Scan the entries below, and for each line that includes the word "feature", make a copy.

*** Data for review ***

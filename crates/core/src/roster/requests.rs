//! Request and query types shared between the server and the client.
//!
//! Pure data with validation hooks; the HTTP layer deserializes into these
//! and rejects anything that fails `Validate` before a service is called.

use std::fmt;
use std::str::FromStr;

use serde::{Deserialize, Serialize};

use super::error::ValidationError;
use super::operations::{validate_age, validate_mark_value, validate_name, validate_positive_id};

/// Types that can check their own invariants at the API boundary.
pub trait Validate {
    fn validate(&self) -> Result<(), ValidationError>;
}

/// Ordering applied to name-sorted listings.
#[derive(Debug, Clone, Copy, PartialEq, Eq, Hash, Serialize, Deserialize)]
#[serde(try_from = "String", rename_all = "lowercase")]
pub enum SortOrder {
    Asc,
    Desc,
}

impl fmt::Display for SortOrder {
    fn fmt(&self, f: &mut fmt::Formatter<'_>) -> fmt::Result {
        match self {
            SortOrder::Asc => write!(f, "asc"),
            SortOrder::Desc => write!(f, "desc"),
        }
    }
}

impl FromStr for SortOrder {
    type Err = ValidationError;

    fn from_str(s: &str) -> Result<Self, Self::Err> {
        match s.to_ascii_lowercase().as_str() {
            "asc" => Ok(SortOrder::Asc),
            "desc" => Ok(SortOrder::Desc),
            _ => Err(ValidationError::InvalidSort(s.to_string())),
        }
    }
}

impl TryFrom<String> for SortOrder {
    type Error = ValidationError;

    fn try_from(value: String) -> Result<Self, Self::Error> {
        value.parse()
    }
}

/// Filters for the student listing. An `id` short-circuits to a single student.
#[derive(Debug, Clone, Default, PartialEq, Eq, Serialize, Deserialize)]
pub struct StudentQuery {
    #[serde(default, skip_serializing_if = "Option::is_none")]
    pub age: Option<i32>,
    #[serde(default, skip_serializing_if = "Option::is_none")]
    pub sort: Option<SortOrder>,
    #[serde(default, skip_serializing_if = "Option::is_none")]
    pub id: Option<i64>,
}

impl Validate for StudentQuery {
    fn validate(&self) -> Result<(), ValidationError> {
        if let Some(id) = self.id {
            validate_positive_id("id", id)?;
        }
        Ok(())
    }
}

/// Name-contains filter or name ordering for group and subject listings.
#[derive(Debug, Clone, Default, PartialEq, Eq, Serialize, Deserialize)]
pub struct NameQuery {
    #[serde(default, skip_serializing_if = "Option::is_none")]
    pub name: Option<String>,
    #[serde(default, skip_serializing_if = "Option::is_none")]
    pub sort: Option<SortOrder>,
}

impl Validate for NameQuery {
    fn validate(&self) -> Result<(), ValidationError> {
        Ok(())
    }
}

/// Filters for the mark listing.
#[derive(Debug, Clone, Default, PartialEq, Eq, Serialize, Deserialize)]
#[serde(rename_all = "camelCase")]
pub struct MarkQuery {
    #[serde(default, skip_serializing_if = "Option::is_none")]
    pub student_id: Option<i64>,
    #[serde(default, skip_serializing_if = "Option::is_none")]
    pub subject_id: Option<i64>,
}

impl Validate for MarkQuery {
    fn validate(&self) -> Result<(), ValidationError> {
        if let Some(id) = self.student_id {
            validate_positive_id("studentId", id)?;
        }
        if let Some(id) = self.subject_id {
            validate_positive_id("subjectId", id)?;
        }
        Ok(())
    }
}

/// Criteria for deleting a mark without knowing its id up front.
#[derive(Debug, Clone, PartialEq, Eq, Serialize, Deserialize)]
#[serde(rename_all = "camelCase")]
pub struct MarkCriteria {
    pub student_id: i64,
    pub subject_name: String,
    pub value: i32,
    #[serde(default, skip_serializing_if = "Option::is_none")]
    pub id: Option<i64>,
}

impl Validate for MarkCriteria {
    fn validate(&self) -> Result<(), ValidationError> {
        validate_positive_id("studentId", self.student_id)?;
        validate_name(&self.subject_name)?;
        if let Some(id) = self.id {
            validate_positive_id("id", id)?;
        }
        Ok(())
    }
}

/// A mark attached to a student at creation time.
#[derive(Debug, Clone, PartialEq, Eq, Serialize, Deserialize)]
#[serde(rename_all = "camelCase")]
pub struct NewStudentMark {
    pub value: i32,
    pub subject_id: i64,
}

/// Payload for creating a student together with its subjects and marks.
#[derive(Debug, Clone, PartialEq, Eq, Serialize, Deserialize)]
#[serde(rename_all = "camelCase")]
pub struct NewStudent {
    pub name: String,
    pub age: i32,
    #[serde(default, skip_serializing_if = "Option::is_none")]
    pub group_id: Option<i64>,
    #[serde(default)]
    pub subject_ids: Vec<i64>,
    #[serde(default)]
    pub marks: Vec<NewStudentMark>,
}

impl NewStudent {
    pub fn new(name: impl Into<String>, age: i32) -> Self {
        Self {
            name: name.into(),
            age,
            group_id: None,
            subject_ids: Vec::new(),
            marks: Vec::new(),
        }
    }

    pub fn with_group(mut self, group_id: i64) -> Self {
        self.group_id = Some(group_id);
        self
    }

    pub fn with_subjects(mut self, subject_ids: impl IntoIterator<Item = i64>) -> Self {
        self.subject_ids = subject_ids.into_iter().collect();
        self
    }

    pub fn with_mark(mut self, subject_id: i64, value: i32) -> Self {
        self.marks.push(NewStudentMark { value, subject_id });
        self
    }
}

impl Validate for NewStudent {
    fn validate(&self) -> Result<(), ValidationError> {
        validate_name(&self.name)?;
        validate_age(self.age)?;
        if let Some(group_id) = self.group_id {
            validate_positive_id("groupId", group_id)?;
        }
        for id in &self.subject_ids {
            validate_positive_id("subjectIds", *id)?;
        }
        for mark in &self.marks {
            validate_positive_id("subjectId", mark.subject_id)?;
            validate_mark_value(mark.value)?;
            if !self.subject_ids.contains(&mark.subject_id) {
                return Err(ValidationError::MarkForUnlistedSubject(mark.subject_id));
            }
        }
        Ok(())
    }
}

/// Partial update of a student. Absent fields keep their stored value.
#[derive(Debug, Clone, Default, PartialEq, Eq, Serialize, Deserialize)]
pub struct StudentUpdate {
    #[serde(default, skip_serializing_if = "Option::is_none")]
    pub name: Option<String>,
    #[serde(default, skip_serializing_if = "Option::is_none")]
    pub age: Option<i32>,
}

impl Validate for StudentUpdate {
    fn validate(&self) -> Result<(), ValidationError> {
        if let Some(name) = &self.name {
            validate_name(name)?;
        }
        if let Some(age) = self.age {
            validate_age(age)?;
        }
        Ok(())
    }
}

/// Payload for creating a group, optionally moving existing students into it.
#[derive(Debug, Clone, PartialEq, Eq, Serialize, Deserialize)]
#[serde(rename_all = "camelCase")]
pub struct NewGroup {
    pub name: String,
    #[serde(default)]
    pub student_ids: Vec<i64>,
}

impl Validate for NewGroup {
    fn validate(&self) -> Result<(), ValidationError> {
        validate_name(&self.name)?;
        for id in &self.student_ids {
            validate_positive_id("studentIds", *id)?;
        }
        Ok(())
    }
}

#[derive(Debug, Clone, PartialEq, Eq, Serialize, Deserialize)]
pub struct NewSubject {
    pub name: String,
}

impl Validate for NewSubject {
    fn validate(&self) -> Result<(), ValidationError> {
        validate_name(&self.name)
    }
}

/// Payload for recording a mark.
#[derive(Debug, Clone, PartialEq, Eq, Serialize, Deserialize)]
#[serde(rename_all = "camelCase")]
pub struct NewMark {
    pub value: i32,
    pub student_id: i64,
    pub subject_id: i64,
}

impl Validate for NewMark {
    fn validate(&self) -> Result<(), ValidationError> {
        validate_mark_value(self.value)?;
        validate_positive_id("studentId", self.student_id)?;
        validate_positive_id("subjectId", self.subject_id)
    }
}
use std::{env, time::Duration};

/// Application configuration loaded from environment variables.
#[derive(Debug, Clone)]
pub struct Config {
    /// Cache TTL in seconds (default: 300)
    pub cache_ttl_seconds: u64,
    /// Maximum number of cache entries (default: 10,000)
    /// Note: Only used when the `memory` feature is enabled.
    #[allow(dead_code)]
    pub cache_max_entries: usize,
    /// Path to SQLite database file (default: "roster.db")
    /// Note: Only used when the `sqlite` feature is enabled.
    #[allow(dead_code)]
    pub sqlite_path: String,
    /// Redis connection URL (default: "redis://localhost:6379")
    /// Note: Only used when the `redis` feature is enabled.
    #[allow(dead_code)]
    pub redis_url: String,
    /// Per-request timeout in seconds (default: 10)
    pub request_timeout_seconds: u64,
}

impl Config {
    /// Load configuration from environment variables.
    ///
    /// Environment variables:
    /// - `CACHE_TTL_SECONDS` - Cache TTL in seconds (default: 300)
    /// - `CACHE_MAX_ENTRIES` - Maximum cache entries (default: 10,000)
    /// - `SQLITE_PATH` - SQLite database path (default: "roster.db")
    /// - `REDIS_URL` - Redis connection URL (default: "redis://localhost:6379")
    /// - `REQUEST_TIMEOUT_SECONDS` - Request timeout (default: 10)
    pub fn from_env() -> Self {
        Self {
            cache_ttl_seconds: env::var("CACHE_TTL_SECONDS")
                .ok()
                .and_then(|v| v.parse().ok())
                .unwrap_or(300),
            cache_max_entries: env::var("CACHE_MAX_ENTRIES")
                .ok()
                .and_then(|v| v.parse().ok())
                .unwrap_or(10_000),
            sqlite_path: env::var("SQLITE_PATH").unwrap_or_else(|_| "roster.db".to_string()),
            redis_url: env::var("REDIS_URL")
                .unwrap_or_else(|_| "redis://localhost:6379".to_string()),
            request_timeout_seconds: env::var("REQUEST_TIMEOUT_SECONDS")
                .ok()
                .and_then(|v| v.parse().ok())
                .unwrap_or(10),
        }
    }

    /// Get cache TTL as a Duration.
    pub fn cache_ttl(&self) -> Duration {
        Duration::from_secs(self.cache_ttl_seconds)
    }

    pub fn request_timeout(&self) -> Duration {
        Duration::from_secs(self.request_timeout_seconds)
    }
}

impl Default for Config {
    fn default() -> Self {
        Self::from_env()
    }
}

#[cfg(test)]
mod tests {
    use super::*;

    #[test]
    fn test_duration_conversions() {
        let config = Config {
            cache_ttl_seconds: 600,
            cache_max_entries: 10_000,
            sqlite_path: "test.db".to_string(),
            redis_url: "redis://localhost:6379".to_string(),
            request_timeout_seconds: 3,
        };

        assert_eq!(config.cache_ttl(), Duration::from_secs(600));
        assert_eq!(config.request_timeout(), Duration::from_secs(3));
    }

    #[test]
    fn test_default_values() {
        // Clear environment variables to test defaults
        env::remove_var("CACHE_TTL_SECONDS");
        env::remove_var("CACHE_MAX_ENTRIES");
        env::remove_var("SQLITE_PATH");
        env::remove_var("REDIS_URL");
        env::remove_var("REQUEST_TIMEOUT_SECONDS");

        let config = Config::from_env();

        assert_eq!(config.cache_ttl_seconds, 300);
        assert_eq!(config.cache_max_entries, 10_000);
        assert_eq!(config.sqlite_path, "roster.db");
        assert_eq!(config.redis_url, "redis://localhost:6379");
        assert_eq!(config.request_timeout_seconds, 10);
    }
}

*** End of Data for review ***

Response area:
    /// Note: Only used when the `memory` feature is enabled.
    /// Note: Only used when the `sqlite` feature is enabled.
    /// Note: Only used when the `redis` feature is enabled.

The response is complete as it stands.